[[ Data to examine open ]]

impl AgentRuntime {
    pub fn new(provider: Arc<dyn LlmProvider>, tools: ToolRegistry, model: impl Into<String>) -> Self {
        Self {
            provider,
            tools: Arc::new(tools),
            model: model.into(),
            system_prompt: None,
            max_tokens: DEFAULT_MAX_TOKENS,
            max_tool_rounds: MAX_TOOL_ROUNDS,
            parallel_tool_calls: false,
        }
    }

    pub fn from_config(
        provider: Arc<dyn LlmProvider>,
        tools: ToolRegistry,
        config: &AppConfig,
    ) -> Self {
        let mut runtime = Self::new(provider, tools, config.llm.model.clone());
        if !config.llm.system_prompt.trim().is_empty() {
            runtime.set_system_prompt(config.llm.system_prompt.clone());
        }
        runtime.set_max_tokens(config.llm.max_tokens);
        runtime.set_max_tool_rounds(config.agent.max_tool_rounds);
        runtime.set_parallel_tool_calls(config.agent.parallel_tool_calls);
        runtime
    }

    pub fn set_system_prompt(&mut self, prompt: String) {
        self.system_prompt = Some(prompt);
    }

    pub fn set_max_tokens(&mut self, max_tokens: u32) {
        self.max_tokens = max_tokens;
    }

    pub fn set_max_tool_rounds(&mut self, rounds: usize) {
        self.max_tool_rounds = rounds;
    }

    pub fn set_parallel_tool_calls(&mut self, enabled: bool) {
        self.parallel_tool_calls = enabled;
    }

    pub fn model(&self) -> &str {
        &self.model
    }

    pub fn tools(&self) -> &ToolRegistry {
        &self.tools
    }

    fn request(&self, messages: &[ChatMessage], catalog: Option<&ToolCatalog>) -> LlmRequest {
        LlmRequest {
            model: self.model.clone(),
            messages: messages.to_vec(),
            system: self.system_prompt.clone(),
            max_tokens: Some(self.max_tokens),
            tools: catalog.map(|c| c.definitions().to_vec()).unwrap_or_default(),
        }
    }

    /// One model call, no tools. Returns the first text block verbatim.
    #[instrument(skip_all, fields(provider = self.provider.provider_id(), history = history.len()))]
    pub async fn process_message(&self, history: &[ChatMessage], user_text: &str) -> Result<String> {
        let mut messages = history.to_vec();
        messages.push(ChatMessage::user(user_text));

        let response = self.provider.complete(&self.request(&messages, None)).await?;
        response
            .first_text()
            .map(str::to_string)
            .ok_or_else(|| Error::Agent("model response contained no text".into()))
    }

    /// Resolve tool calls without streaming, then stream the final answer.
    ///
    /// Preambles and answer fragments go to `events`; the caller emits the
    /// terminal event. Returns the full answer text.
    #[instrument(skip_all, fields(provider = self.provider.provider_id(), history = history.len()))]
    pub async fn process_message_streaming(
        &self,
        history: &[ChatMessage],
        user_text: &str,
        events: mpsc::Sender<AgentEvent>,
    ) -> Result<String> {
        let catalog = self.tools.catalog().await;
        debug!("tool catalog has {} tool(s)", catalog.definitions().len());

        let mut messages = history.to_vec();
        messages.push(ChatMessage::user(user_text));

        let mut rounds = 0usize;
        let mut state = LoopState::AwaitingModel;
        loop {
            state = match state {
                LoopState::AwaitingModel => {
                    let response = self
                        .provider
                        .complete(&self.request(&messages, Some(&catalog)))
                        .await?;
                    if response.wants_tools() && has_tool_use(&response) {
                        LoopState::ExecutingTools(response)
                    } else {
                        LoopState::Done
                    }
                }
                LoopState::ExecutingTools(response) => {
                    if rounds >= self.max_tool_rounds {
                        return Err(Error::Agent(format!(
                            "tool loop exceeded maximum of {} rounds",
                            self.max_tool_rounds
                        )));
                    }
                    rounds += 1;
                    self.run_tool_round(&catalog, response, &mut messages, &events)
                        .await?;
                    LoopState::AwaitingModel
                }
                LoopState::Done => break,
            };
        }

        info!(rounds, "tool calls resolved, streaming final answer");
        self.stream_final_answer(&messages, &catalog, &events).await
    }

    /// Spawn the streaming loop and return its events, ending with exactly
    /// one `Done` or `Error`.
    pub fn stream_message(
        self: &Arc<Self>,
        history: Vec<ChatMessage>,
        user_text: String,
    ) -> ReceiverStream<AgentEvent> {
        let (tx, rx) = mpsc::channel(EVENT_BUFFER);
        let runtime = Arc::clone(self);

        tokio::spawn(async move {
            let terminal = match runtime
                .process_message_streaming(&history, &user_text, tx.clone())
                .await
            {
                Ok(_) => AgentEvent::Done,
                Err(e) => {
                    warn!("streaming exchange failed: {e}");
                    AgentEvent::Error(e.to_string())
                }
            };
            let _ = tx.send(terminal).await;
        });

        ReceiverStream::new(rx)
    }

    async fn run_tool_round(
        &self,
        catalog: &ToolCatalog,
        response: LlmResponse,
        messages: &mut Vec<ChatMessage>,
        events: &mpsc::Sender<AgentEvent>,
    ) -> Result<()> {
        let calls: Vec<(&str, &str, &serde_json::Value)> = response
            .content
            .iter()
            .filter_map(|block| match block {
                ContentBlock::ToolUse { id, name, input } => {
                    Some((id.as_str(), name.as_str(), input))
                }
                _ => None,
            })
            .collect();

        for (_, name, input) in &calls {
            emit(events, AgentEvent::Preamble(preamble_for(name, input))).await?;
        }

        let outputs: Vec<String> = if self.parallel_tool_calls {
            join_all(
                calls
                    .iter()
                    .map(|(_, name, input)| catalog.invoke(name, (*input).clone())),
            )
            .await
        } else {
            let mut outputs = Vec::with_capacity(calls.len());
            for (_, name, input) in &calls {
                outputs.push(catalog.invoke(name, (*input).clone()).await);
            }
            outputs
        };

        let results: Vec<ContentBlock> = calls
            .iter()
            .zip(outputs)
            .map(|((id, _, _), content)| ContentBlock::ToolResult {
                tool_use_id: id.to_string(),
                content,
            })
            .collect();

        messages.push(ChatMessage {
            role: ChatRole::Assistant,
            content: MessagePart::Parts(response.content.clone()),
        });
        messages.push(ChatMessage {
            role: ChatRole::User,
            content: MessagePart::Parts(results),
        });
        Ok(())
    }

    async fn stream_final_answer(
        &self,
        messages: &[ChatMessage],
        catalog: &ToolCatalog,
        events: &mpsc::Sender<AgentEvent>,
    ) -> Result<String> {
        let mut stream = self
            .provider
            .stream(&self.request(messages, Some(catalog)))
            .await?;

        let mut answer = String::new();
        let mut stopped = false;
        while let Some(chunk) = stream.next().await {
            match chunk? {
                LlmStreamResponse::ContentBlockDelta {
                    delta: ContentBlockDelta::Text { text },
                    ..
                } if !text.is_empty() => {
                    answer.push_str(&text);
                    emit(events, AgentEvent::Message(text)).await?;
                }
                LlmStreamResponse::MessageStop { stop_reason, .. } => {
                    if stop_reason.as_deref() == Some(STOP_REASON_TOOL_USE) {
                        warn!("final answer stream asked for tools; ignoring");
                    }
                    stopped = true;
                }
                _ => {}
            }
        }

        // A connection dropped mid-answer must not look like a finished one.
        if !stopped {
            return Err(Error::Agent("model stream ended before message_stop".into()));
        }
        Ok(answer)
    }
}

[[ Data to examine closed ]]
[[ Data to examine open ]]

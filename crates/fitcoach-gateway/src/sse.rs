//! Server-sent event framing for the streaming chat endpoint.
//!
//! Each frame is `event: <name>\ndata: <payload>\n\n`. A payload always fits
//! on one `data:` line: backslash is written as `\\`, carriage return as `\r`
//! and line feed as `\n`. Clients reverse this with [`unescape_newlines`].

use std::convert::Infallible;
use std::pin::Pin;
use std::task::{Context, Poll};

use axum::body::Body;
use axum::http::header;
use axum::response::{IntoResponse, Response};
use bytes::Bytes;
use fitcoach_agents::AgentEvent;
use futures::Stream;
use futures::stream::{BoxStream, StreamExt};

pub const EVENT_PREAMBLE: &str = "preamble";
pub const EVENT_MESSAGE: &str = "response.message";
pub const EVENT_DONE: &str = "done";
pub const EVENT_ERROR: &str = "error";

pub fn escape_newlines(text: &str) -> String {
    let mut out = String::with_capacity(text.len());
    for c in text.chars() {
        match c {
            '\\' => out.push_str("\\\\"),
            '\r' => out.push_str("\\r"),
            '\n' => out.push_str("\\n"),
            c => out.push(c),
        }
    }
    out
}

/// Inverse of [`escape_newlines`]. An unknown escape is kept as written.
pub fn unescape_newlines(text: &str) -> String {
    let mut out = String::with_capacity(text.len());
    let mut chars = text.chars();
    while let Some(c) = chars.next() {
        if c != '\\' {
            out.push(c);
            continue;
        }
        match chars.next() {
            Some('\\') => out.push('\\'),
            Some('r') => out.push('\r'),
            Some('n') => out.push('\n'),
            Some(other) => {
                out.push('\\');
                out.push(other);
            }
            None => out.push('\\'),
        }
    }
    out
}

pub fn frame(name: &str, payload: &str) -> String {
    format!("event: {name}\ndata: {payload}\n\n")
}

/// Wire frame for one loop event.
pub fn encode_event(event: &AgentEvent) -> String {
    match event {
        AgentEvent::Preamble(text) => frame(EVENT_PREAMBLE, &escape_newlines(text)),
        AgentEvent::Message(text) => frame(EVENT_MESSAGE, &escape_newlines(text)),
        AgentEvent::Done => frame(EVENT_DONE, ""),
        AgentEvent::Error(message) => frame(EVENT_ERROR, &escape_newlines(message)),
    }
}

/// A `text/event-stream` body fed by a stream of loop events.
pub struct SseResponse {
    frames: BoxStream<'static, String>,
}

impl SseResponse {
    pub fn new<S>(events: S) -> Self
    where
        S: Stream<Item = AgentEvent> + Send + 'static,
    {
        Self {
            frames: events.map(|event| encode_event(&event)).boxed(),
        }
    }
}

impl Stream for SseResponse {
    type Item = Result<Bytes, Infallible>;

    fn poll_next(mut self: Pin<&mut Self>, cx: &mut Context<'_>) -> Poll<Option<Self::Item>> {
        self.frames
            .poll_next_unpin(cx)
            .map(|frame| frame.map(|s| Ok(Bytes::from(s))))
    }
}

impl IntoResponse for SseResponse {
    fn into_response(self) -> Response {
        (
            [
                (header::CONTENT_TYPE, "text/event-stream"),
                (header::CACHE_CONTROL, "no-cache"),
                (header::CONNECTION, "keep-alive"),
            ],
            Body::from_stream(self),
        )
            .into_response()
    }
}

[[ Data to examine closed ]]

### Aim of the task
Write out every line in the data that holds the string "clone".

### Output for this exercise
        let mut runtime = Self::new(provider, tools, config.llm.model.clone());
            runtime.set_system_prompt(config.llm.system_prompt.clone());
            model: self.model.clone(),
            system: self.system_prompt.clone(),
        let runtime = Arc::clone(self);
                .process_message_streaming(&history, &user_text, tx.clone())
                    .map(|(_, name, input)| catalog.invoke(name, (*input).clone())),
                outputs.push(catalog.invoke(name, (*input).clone()).await);
            content: MessagePart::Parts(response.content.clone()),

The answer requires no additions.